The Colorado Gambit Crushed

The Supreme Court unanimously nixed the clever scheme to keep Donald Trump off the Colorado ballot. The court explained its actions in the second paragraph of its anonymously written March 4th ruling: “Because the Constitution makes Congress, rather than the States, responsible for enforcing Section 3 against federal officeholders and candidates, we reverse.”

That’s it. The 14th Amendment, which the Colorado gambit relied upon, does make Congress the instrument for preventing “an insurrectionist” from serving in office.

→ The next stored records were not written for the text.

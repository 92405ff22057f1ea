//! Comparator Library
//!
//! Three-way orderings over two opaque records. A comparator must be total
//! and consistent: binary search relies on it matching the sort order.
//!
//! Readers of fixed-offset fields never panic on short records; missing
//! bytes read as zero.

use std::cmp::Ordering;
use std::str::FromStr;

use crate::error::{Result, SortError};
use crate::record::{Date, ORDER_DATE_OFFSET, PRODUCT_KEY_OFFSET};

/// Any function ordering two records
pub trait RecordComparator: Fn(&[u8], &[u8]) -> Ordering {}

impl<F> RecordComparator for F where F: Fn(&[u8], &[u8]) -> Ordering + ?Sized {}

// =============================================================================
// Field Readers
// =============================================================================

fn field<const N: usize>(record: &[u8], offset: usize) -> [u8; N] {
    let mut bytes = [0u8; N];
    if let Some(available) = record.get(offset..) {
        let n = available.len().min(N);
        bytes[..n].copy_from_slice(&available[..n]);
    }
    bytes
}

/// Bytes of `record[offset..offset + len]` up to the first NUL
fn c_str(record: &[u8], offset: usize, len: usize) -> &[u8] {
    let start = offset.min(record.len());
    let end = offset.saturating_add(len).min(record.len());
    let bytes = &record[start..end];
    match bytes.iter().position(|&b| b == 0) {
        Some(nul) => &bytes[..nul],
        None => bytes,
    }
}

// =============================================================================
// Whole-Record Comparators
// =============================================================================

/// Lexicographic byte order
pub fn compare_bytes(a: &[u8], b: &[u8]) -> Ordering {
    a.cmp(b)
}

/// Little-endian u32 at offset 0
pub fn compare_u32_le(a: &[u8], b: &[u8]) -> Ordering {
    u32::from_le_bytes(field(a, 0)).cmp(&u32::from_le_bytes(field(b, 0)))
}

/// Little-endian i32 at offset 0
pub fn compare_i32_le(a: &[u8], b: &[u8]) -> Ordering {
    i32::from_le_bytes(field(a, 0)).cmp(&i32::from_le_bytes(field(b, 0)))
}

/// Little-endian u64 at offset 0
pub fn compare_u64_le(a: &[u8], b: &[u8]) -> Ordering {
    u64::from_le_bytes(field(a, 0)).cmp(&u64::from_le_bytes(field(b, 0)))
}

/// Little-endian i64 at offset 0
pub fn compare_i64_le(a: &[u8], b: &[u8]) -> Ordering {
    i64::from_le_bytes(field(a, 0)).cmp(&i64::from_le_bytes(field(b, 0)))
}

/// Little-endian f64 at offset 0, IEEE total order
pub fn compare_f64_le(a: &[u8], b: &[u8]) -> Ordering {
    f64::from_le_bytes(field(a, 0)).total_cmp(&f64::from_le_bytes(field(b, 0)))
}

// =============================================================================
// Combinators
// =============================================================================

/// Invert an ordering
pub fn reversed<C: RecordComparator>(compare: C) -> impl Fn(&[u8], &[u8]) -> Ordering {
    move |a: &[u8], b: &[u8]| compare(b, a)
}

/// Order by `first`, breaking ties with `second`
pub fn then<C1, C2>(first: C1, second: C2) -> impl Fn(&[u8], &[u8]) -> Ordering
where
    C1: RecordComparator,
    C2: RecordComparator,
{
    move |a: &[u8], b: &[u8]| first(a, b).then_with(|| second(a, b))
}

// =============================================================================
// Sales Comparators
// =============================================================================

/// Chronological order
pub fn compare_dates(a: &Date, b: &Date) -> Ordering {
    a.cmp(b)
}

/// Encoded sales by order date
pub fn compare_sales_by_order_date(a: &[u8], b: &[u8]) -> Ordering {
    compare_dates(
        &Date::read_at(a, ORDER_DATE_OFFSET),
        &Date::read_at(b, ORDER_DATE_OFFSET),
    )
}

/// Encoded sales by product key
pub fn compare_sales_by_product_key(a: &[u8], b: &[u8]) -> Ordering {
    let key = |r: &[u8]| u16::from_le_bytes(field(r, PRODUCT_KEY_OFFSET));
    key(a).cmp(&key(b))
}

/// Encoded sales by order date, then product key
pub fn compare_sales_by_date_then_product(a: &[u8], b: &[u8]) -> Ordering {
    compare_sales_by_order_date(a, b).then_with(|| compare_sales_by_product_key(a, b))
}

// =============================================================================
// Run-time Key Description
// =============================================================================

/// Type of a key field
#[derive(Debug, Clone, Copy, PartialEq, Eq)]
pub enum KeyKind {
    U32,
    I32,
    U64,
    I64,
    F64,
    /// NUL-terminated or NUL-padded text, compared like `strcmp`
    Bytes,
}

impl KeyKind {
    /// Fixed width of numeric kinds
    pub fn width(&self) -> Option<usize> {
        match self {
            KeyKind::U32 | KeyKind::I32 => Some(4),
            KeyKind::U64 | KeyKind::I64 | KeyKind::F64 => Some(8),
            KeyKind::Bytes => None,
        }
    }
}

impl FromStr for KeyKind {
    type Err = SortError;

    fn from_str(s: &str) -> Result<Self> {
        match s.to_ascii_lowercase().as_str() {
            "u32" => Ok(KeyKind::U32),
            "i32" => Ok(KeyKind::I32),
            "u64" => Ok(KeyKind::U64),
            "i64" => Ok(KeyKind::I64),
            "f64" => Ok(KeyKind::F64),
            "bytes" | "str" => Ok(KeyKind::Bytes),
            other => Err(SortError::Config(format!("Unknown key type: {}", other))),
        }
    }
}

/// A key field at a fixed offset of every record
#[derive(Debug, Clone, Copy, PartialEq, Eq)]
pub struct KeySpec {
    pub kind: KeyKind,
    pub offset: usize,
    /// Field length for `Bytes`; ignored for numeric kinds
    pub len: usize,
    pub descending: bool,
}

impl KeySpec {
    /// A numeric key at `offset`
    pub fn numeric(kind: KeyKind, offset: usize) -> Self {
        Self {
            kind,
            offset,
            len: kind.width().unwrap_or(0),
            descending: false,
        }
    }

    /// A text key of `len` bytes at `offset`
    pub fn bytes(offset: usize, len: usize) -> Self {
        Self {
            kind: KeyKind::Bytes,
            offset,
            len,
            descending: false,
        }
    }

    pub fn descending(mut self, descending: bool) -> Self {
        self.descending = descending;
        self
    }

    /// Bytes the key occupies in a record
    pub fn width(&self) -> usize {
        self.kind.width().unwrap_or(self.len)
    }

    pub fn compare(&self, a: &[u8], b: &[u8]) -> Ordering {
        let o = self.offset;
        let ordering = match self.kind {
            KeyKind::U32 => u32::from_le_bytes(field(a, o)).cmp(&u32::from_le_bytes(field(b, o))),
            KeyKind::I32 => i32::from_le_bytes(field(a, o)).cmp(&i32::from_le_bytes(field(b, o))),
            KeyKind::U64 => u64::from_le_bytes(field(a, o)).cmp(&u64::from_le_bytes(field(b, o))),
            KeyKind::I64 => i64::from_le_bytes(field(a, o)).cmp(&i64::from_le_bytes(field(b, o))),
            KeyKind::F64 => {
                f64::from_le_bytes(field(a, o)).total_cmp(&f64::from_le_bytes(field(b, o)))
            }
            KeyKind::Bytes => c_str(a, o, self.len).cmp(c_str(b, o, self.len)),
        };
        if self.descending {
            ordering.reverse()
        } else {
            ordering
        }
    }

    /// The ordering as a plain comparator
    pub fn comparator(self) -> impl Fn(&[u8], &[u8]) -> Ordering {
        move |a: &[u8], b: &[u8]| self.compare(a, b)
    }

    /// Build a zeroed probe record with `value` in the key field
    pub fn encode_key(&self, value: &str, record_size: usize) -> Result<Vec<u8>> {
        let end = self
            .offset
            .checked_add(self.width())
            .filter(|&end| self.width() > 0 && end <= record_size)
            .ok_or_else(|| {
                SortError::Config(format!(
                    "key field of {} bytes at offset {} does not fit a {} byte record",
                    self.width(),
                    self.offset,
                    record_size
                ))
            })?;

        let bad = |e: &dyn std::fmt::Display| {
            SortError::Config(format!("cannot parse {:?} as {:?}: {}", value, self.kind, e))
        };

        let mut record = vec![0u8; record_size];
        let slot = &mut record[self.offset..end];
        match self.kind {
            KeyKind::U32 => slot.copy_from_slice(&value.parse::<u32>().map_err(|e| bad(&e))?.to_le_bytes()),
            KeyKind::I32 => slot.copy_from_slice(&value.parse::<i32>().map_err(|e| bad(&e))?.to_le_bytes()),
            KeyKind::U64 => slot.copy_from_slice(&value.parse::<u64>().map_err(|e| bad(&e))?.to_le_bytes()),
            KeyKind::I64 => slot.copy_from_slice(&value.parse::<i64>().map_err(|e| bad(&e))?.to_le_bytes()),
            KeyKind::F64 => slot.copy_from_slice(&value.parse::<f64>().map_err(|e| bad(&e))?.to_le_bytes()),
            KeyKind::Bytes => {
                let n = value.len().min(slot.len());
                slot[..n].copy_from_slice(&value.as_bytes()[..n]);
            }
        }
        Ok(record)
    }
}
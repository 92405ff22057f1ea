//! Record Store Writer
//!
//! Appends fixed-size records to a new store file.

use std::fs::{File, OpenOptions};
use std::io::{BufWriter, Write};
use std::path::{Path, PathBuf};

use crate::error::{Result, SortError};

/// Sequential writer for a new Record Store
pub struct RecordWriter {
    /// Output file path
    path: PathBuf,
    /// Buffered writer for performance
    writer: BufWriter<File>,
    /// Size every appended record must have
    record_size: usize,
    /// Number of records written
    records_written: u64,
}

impl RecordWriter {
    /// Create (or truncate) a store file for writing
    pub fn create(path: &Path, record_size: usize) -> Result<Self> {
        if record_size == 0 {
            return Err(SortError::Config("record_size must be greater than zero".into()));
        }

        let file = OpenOptions::new()
            .create(true)
            .write(true)
            .truncate(true)
            .open(path)?;

        Ok(Self {
            path: path.to_path_buf(),
            writer: BufWriter::new(file),
            record_size,
            records_written: 0,
        })
    }

    /// Append one record
    pub fn append(&mut self, record: &[u8]) -> Result<()> {
        if record.len() != self.record_size {
            return Err(SortError::Structural(format!(
                "record of {} bytes written to a store of {} byte records",
                record.len(),
                self.record_size
            )));
        }
        self.writer.write_all(record)?;
        self.records_written += 1;
        Ok(())
    }

    /// Number of records appended so far
    pub fn records_written(&self) -> u64 {
        self.records_written
    }

    /// Path of the store being written
    pub fn path(&self) -> &Path {
        &self.path
    }

    /// Flush everything and return the record count
    pub fn finish(self, sync: bool) -> Result<u64> {
        let file = self
            .writer
            .into_inner()
            .map_err(|e| SortError::Io(e.into_error()))?;
        if sync {
            file.sync_all()?;
        }
        Ok(self.records_written)
    }
}
//! Binary Search
//!
//! Point and range lookups over a sorted Record Store. Records are read one
//! at a time by index; nothing beyond a single record buffer is held.
//!
//! The comparator is always called as `compare(key, record)` and must be the
//! ordering the store was sorted with.

use std::cmp::Ordering;

use crate::compare::RecordComparator;
use crate::error::{record_buffer, Result};
use crate::store::RecordReader;

/// Inclusive span of records equal to a key
#[derive(Debug, Clone, Copy, PartialEq, Eq)]
pub struct MatchRange {
    pub start: u64,
    pub end: u64,
}

impl MatchRange {
    pub fn len(&self) -> u64 {
        self.end - self.start + 1
    }

    /// Always false; a range holds at least one match
    pub fn is_empty(&self) -> bool {
        false
    }

    pub fn contains(&self, index: u64) -> bool {
        (self.start..=self.end).contains(&index)
    }
}

/// Index of some record equal to `key`
///
/// With duplicate keys any one of the equal records may be returned. An
/// empty store is `Ok(None)` without touching the file.
pub fn search_point<C>(reader: &mut RecordReader, key: &[u8], compare: &C) -> Result<Option<u64>>
where
    C: RecordComparator + ?Sized,
{
    if reader.is_empty() {
        return Ok(None);
    }

    let mut record = record_buffer(reader.record_size())?;
    let mut low = 0u64;
    let mut high = reader.record_count();

    while low < high {
        let mid = low + (high - low) / 2;
        reader.read_at(mid, &mut record)?;

        match compare(key, record.as_slice()) {
            Ordering::Equal => return Ok(Some(mid)),
            Ordering::Less => high = mid,
            Ordering::Greater => low = mid + 1,
        }
    }

    Ok(None)
}

/// The full run of records equal to `key`
///
/// Finds one match, then widens one record at a time in each direction.
pub fn search_range<C>(reader: &mut RecordReader, key: &[u8], compare: &C) -> Result<Option<MatchRange>>
where
    C: RecordComparator + ?Sized,
{
    let found = match search_point(reader, key, compare)? {
        Some(index) => index,
        None => return Ok(None),
    };

    let mut record = record_buffer(reader.record_size())?;

    let mut start = found;
    while start > 0 {
        reader.read_at(start - 1, &mut record)?;
        if compare(key, record.as_slice()) != Ordering::Equal {
            break;
        }
        start -= 1;
    }

    let last = reader.record_count() - 1;
    let mut end = found;
    while end < last {
        reader.read_at(end + 1, &mut record)?;
        if compare(key, record.as_slice()) != Ordering::Equal {
            break;
        }
        end += 1;
    }

    Ok(Some(MatchRange { start, end }))
}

So Colorado’s ploy to rig the 2024 election out in the open has been stopped. And good thing, too, since the political repercussions could have been . . . harrowing. 

A lot of commentary and reporting on the ruling has been devoted to pushing what was not covered. Take the CNN article by John Fritz and Marshall Cohen, “Trump’s on the ballot, but the Supreme Court left key constitutional questions unanswered.” It is hard not to interpret such headlines as providing excuses to partisan Democrats — in this case those at CNN — who had put so much hope in Colorado’s (and other states’) taking of the Trump matter into their own hands. 

“But while the unsigned, 13-page opinion the Supreme Court handed down Monday decisively resolved the uncertainty around Trump’s eligibility for a second term,” the article explains, “it left unsettled questions that could some day boomerang back to the justices.”

True enough, but so what? Take the first mentioned: “Could Democratic lawmakers, for instance, disqualify Trump next January when the electoral votes are counted if he wins the November election?”

Well, no. 

The 14th’s third section does not list presidents as barred by insurrection: “No person shall be a Senator or Representative in Congress, or elector of President and Vice-President,” it says. Electors of. But not the President and VP.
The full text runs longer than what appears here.